The expected output is every line from the one containing "assert_eq!(digest.len(), 64);" to the end of the data below, exactly, and no other line.
══════════════════════════════
pub mod config;
pub mod errors;
pub mod models;
pub mod parsers;
pub mod services;

pub use config::ConverterConfig;
pub use errors::ConvertError;
pub use services::catalogue_cache::CatalogueCache;
pub use services::ingestion::{run_batch, BatchReport};
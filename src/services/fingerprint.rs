//! Deterministic identifiers for checklist documents.
//!
//! Checklist, STIG, and rule UUIDs are derived from a hash of the fields that
//! identify them, so converting the same inputs twice yields byte-identical
//! output.

use sha2::{Digest, Sha256};
use uuid::Uuid;

/// UUID of the checklist document for one host and benchmark.
pub fn checklist_uuid(hostname: &str, benchmark_id: &str) -> Uuid {
    stable_uuid(&format!("CKLB:{hostname}:{benchmark_id}"))
}

/// UUID of the STIG section inside a checklist.
pub fn stig_uuid(hostname: &str, benchmark_id: &str) -> Uuid {
    stable_uuid(&format!("STIG:{hostname}:{benchmark_id}"))
}

/// UUID of one checklist item.
///
/// Includes the item position because a scan may repeat a rule identifier.
pub fn rule_uuid(hostname: &str, benchmark_id: &str, rule_id: &str, position: usize) -> Uuid {
    stable_uuid(&format!("RULE:{hostname}:{benchmark_id}:{rule_id}:{position}"))
}

/// SHA-256 of a written document, hex-encoded.
pub fn content_digest(bytes: &[u8]) -> String {
    hex::encode(Sha256::digest(bytes))
}

/// First 16 bytes of the SHA-256 digest, shaped as a UUID.
fn stable_uuid(input: &str) -> Uuid {
    let digest = Sha256::digest(input.as_bytes());
    let mut bytes = [0u8; 16];
    bytes.copy_from_slice(&digest[..16]);
    uuid::Builder::from_random_bytes(bytes).into_uuid()
}

#[cfg(test)]
mod tests {
    use super::*;

    #[test]
    fn same_inputs_same_uuid() {
        assert_eq!(checklist_uuid("r1", "STIG"), checklist_uuid("r1", "STIG"));
        assert_eq!(rule_uuid("r1", "STIG", "SV-1", 0), rule_uuid("r1", "STIG", "SV-1", 0));
    }

    #[test]
    fn different_host_different_uuid() {
        assert_ne!(checklist_uuid("r1", "STIG"), checklist_uuid("r2", "STIG"));
    }

    #[test]
    fn repeated_rule_gets_distinct_uuid() {
        assert_ne!(rule_uuid("r1", "STIG", "SV-1", 0), rule_uuid("r1", "STIG", "SV-1", 1));
    }

    #[test]
    fn cross_kind_no_collision() {
        assert_ne!(checklist_uuid("r1", "STIG"), stig_uuid("r1", "STIG"));
    }

    #[test]
    fn digest_is_hex_sha256() {
        let digest = content_digest(b"checklist");
        assert_eq!(digest.len(), 64);
        assert!(digest.chars().all(|c| c.is_ascii_hexdigit()));
    }
}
══════════════════════════════
◆ Task output:
        assert_eq!(digest.len(), 64);
        assert!(digest.chars().all(|c| c.is_ascii_hexdigit()));
    }
}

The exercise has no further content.